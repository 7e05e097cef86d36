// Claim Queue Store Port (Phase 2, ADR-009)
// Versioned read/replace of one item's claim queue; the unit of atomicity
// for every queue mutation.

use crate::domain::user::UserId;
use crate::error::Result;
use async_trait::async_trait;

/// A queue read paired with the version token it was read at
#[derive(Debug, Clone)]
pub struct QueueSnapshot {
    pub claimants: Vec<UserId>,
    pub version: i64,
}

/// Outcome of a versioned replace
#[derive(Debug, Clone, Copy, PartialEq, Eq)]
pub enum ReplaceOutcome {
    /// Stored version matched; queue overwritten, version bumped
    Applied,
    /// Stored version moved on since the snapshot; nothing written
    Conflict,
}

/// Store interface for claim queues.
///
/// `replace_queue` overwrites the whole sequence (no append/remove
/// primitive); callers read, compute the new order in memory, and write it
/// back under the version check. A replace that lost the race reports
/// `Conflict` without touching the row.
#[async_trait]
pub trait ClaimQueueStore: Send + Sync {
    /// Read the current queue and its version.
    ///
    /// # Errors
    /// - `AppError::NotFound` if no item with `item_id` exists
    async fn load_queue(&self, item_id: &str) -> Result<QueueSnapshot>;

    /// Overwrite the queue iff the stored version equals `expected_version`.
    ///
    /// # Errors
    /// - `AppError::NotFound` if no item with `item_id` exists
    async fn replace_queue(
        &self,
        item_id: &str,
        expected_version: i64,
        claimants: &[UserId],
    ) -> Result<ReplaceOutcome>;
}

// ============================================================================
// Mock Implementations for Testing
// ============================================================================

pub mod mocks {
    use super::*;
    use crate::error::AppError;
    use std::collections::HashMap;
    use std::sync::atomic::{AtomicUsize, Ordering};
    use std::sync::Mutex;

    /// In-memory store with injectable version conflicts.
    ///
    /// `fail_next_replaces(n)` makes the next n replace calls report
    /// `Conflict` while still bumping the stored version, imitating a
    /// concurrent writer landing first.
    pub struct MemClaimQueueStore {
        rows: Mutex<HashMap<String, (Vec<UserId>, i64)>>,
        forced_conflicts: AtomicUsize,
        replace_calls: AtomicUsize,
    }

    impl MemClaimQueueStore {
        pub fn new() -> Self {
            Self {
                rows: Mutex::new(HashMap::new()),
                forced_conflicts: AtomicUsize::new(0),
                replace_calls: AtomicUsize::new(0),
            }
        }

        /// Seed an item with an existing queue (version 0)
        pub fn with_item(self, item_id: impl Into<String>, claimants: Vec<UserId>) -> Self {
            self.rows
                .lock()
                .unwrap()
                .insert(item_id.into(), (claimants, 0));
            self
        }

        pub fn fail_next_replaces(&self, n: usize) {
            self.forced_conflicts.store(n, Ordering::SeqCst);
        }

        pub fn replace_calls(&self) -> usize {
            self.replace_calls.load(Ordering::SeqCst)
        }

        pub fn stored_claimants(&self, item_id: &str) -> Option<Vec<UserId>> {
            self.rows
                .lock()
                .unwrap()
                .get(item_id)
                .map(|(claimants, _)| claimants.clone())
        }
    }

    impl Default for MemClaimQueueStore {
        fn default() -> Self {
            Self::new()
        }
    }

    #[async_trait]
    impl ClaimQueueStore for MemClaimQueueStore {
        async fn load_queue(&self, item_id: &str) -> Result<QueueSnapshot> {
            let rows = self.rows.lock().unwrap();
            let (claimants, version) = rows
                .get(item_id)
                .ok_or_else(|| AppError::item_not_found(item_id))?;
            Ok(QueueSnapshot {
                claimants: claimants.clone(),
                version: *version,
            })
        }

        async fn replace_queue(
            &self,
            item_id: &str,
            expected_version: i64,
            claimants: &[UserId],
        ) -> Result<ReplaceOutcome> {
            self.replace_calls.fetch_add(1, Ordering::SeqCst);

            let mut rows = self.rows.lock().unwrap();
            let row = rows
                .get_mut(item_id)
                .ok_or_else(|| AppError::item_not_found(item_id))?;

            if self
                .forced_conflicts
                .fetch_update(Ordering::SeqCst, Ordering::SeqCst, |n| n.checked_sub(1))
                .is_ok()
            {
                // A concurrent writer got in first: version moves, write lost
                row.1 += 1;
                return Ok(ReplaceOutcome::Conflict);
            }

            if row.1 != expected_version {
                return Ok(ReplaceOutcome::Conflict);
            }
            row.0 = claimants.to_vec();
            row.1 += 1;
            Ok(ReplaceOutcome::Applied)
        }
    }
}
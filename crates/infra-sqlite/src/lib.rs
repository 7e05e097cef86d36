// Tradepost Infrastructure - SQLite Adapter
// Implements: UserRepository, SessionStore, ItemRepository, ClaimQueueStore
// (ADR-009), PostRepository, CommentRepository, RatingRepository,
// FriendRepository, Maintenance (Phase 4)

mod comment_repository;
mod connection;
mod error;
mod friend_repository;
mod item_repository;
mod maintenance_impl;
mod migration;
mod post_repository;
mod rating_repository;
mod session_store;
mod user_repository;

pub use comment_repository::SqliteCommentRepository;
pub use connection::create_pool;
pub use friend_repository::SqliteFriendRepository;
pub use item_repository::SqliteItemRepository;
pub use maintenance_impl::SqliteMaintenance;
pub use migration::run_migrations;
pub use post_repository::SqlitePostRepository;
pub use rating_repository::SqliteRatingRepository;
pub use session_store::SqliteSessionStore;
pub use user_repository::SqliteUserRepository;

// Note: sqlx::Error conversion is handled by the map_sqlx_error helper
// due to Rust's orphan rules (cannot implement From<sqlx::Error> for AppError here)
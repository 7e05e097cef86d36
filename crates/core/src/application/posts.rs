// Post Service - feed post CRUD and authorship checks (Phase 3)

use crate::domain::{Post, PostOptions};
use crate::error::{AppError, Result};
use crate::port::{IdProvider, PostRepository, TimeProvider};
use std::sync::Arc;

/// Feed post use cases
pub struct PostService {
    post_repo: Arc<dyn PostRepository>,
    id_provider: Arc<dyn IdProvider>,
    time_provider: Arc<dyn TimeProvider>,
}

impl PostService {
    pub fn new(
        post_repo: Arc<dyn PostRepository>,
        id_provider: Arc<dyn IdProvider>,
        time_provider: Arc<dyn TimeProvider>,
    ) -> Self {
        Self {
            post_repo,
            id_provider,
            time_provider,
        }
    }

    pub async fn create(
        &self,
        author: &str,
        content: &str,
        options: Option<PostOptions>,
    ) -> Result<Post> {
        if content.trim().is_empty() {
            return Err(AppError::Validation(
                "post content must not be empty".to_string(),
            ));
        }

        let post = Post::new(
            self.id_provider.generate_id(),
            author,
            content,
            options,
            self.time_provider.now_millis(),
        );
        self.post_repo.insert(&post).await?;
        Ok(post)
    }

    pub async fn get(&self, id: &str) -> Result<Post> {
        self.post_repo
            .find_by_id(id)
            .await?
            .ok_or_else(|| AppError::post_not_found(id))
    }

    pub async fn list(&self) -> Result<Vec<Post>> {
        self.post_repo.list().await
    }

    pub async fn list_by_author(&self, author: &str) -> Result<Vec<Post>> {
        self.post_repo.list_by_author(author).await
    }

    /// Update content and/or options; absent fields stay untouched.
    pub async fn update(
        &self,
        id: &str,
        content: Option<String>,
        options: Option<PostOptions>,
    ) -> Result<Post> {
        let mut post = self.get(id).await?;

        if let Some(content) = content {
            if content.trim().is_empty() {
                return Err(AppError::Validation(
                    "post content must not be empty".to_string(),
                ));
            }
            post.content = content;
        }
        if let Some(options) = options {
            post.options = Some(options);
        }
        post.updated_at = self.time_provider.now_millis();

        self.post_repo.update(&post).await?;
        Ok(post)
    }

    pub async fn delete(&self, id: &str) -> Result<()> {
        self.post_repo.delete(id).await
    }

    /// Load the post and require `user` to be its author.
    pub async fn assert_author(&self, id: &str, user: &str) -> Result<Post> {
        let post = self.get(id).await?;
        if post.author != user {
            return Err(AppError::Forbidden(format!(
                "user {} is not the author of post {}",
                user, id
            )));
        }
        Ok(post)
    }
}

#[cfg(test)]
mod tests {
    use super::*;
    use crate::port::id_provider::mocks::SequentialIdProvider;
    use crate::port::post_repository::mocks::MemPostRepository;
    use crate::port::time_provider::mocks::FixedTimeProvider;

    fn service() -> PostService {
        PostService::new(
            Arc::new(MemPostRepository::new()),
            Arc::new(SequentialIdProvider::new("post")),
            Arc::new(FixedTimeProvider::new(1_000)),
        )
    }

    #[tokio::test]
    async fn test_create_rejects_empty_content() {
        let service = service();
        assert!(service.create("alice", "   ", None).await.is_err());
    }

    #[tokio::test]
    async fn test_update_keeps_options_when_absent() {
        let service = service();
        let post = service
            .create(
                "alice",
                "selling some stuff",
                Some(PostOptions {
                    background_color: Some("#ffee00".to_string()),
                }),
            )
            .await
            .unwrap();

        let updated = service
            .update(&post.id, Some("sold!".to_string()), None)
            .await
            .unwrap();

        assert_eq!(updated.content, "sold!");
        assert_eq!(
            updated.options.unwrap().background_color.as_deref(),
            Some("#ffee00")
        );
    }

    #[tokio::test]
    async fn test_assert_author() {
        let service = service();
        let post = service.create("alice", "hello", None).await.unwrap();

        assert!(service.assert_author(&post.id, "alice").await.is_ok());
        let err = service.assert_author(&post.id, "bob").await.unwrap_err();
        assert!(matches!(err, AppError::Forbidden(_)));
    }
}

** What the task asks **
Return, unchanged, the run of lines above that opens with the line containing "pub async fn assert_author(&self, id: &str, user: &str)" and closes with the line containing "async fn test_update_keeps_options_when_absent()". Include both.

** Solution for this problem **
    pub async fn assert_author(&self, id: &str, user: &str) -> Result<Post> {
        let post = self.get(id).await?;
        if post.author != user {
            return Err(AppError::Forbidden(format!(
                "user {} is not the author of post {}",
                user, id
            )));
        }
        Ok(post)
    }
}

#[cfg(test)]
mod tests {
    use super::*;
    use crate::port::id_provider::mocks::SequentialIdProvider;
    use crate::port::post_repository::mocks::MemPostRepository;
    use crate::port::time_provider::mocks::FixedTimeProvider;

    fn service() -> PostService {
        PostService::new(
            Arc::new(MemPostRepository::new()),
            Arc::new(SequentialIdProvider::new("post")),
            Arc::new(FixedTimeProvider::new(1_000)),
        )
    }

    #[tokio::test]
    async fn test_create_rejects_empty_content() {
        let service = service();
        assert!(service.create("alice", "   ", None).await.is_err());
    }

    #[tokio::test]
    async fn test_update_keeps_options_when_absent() {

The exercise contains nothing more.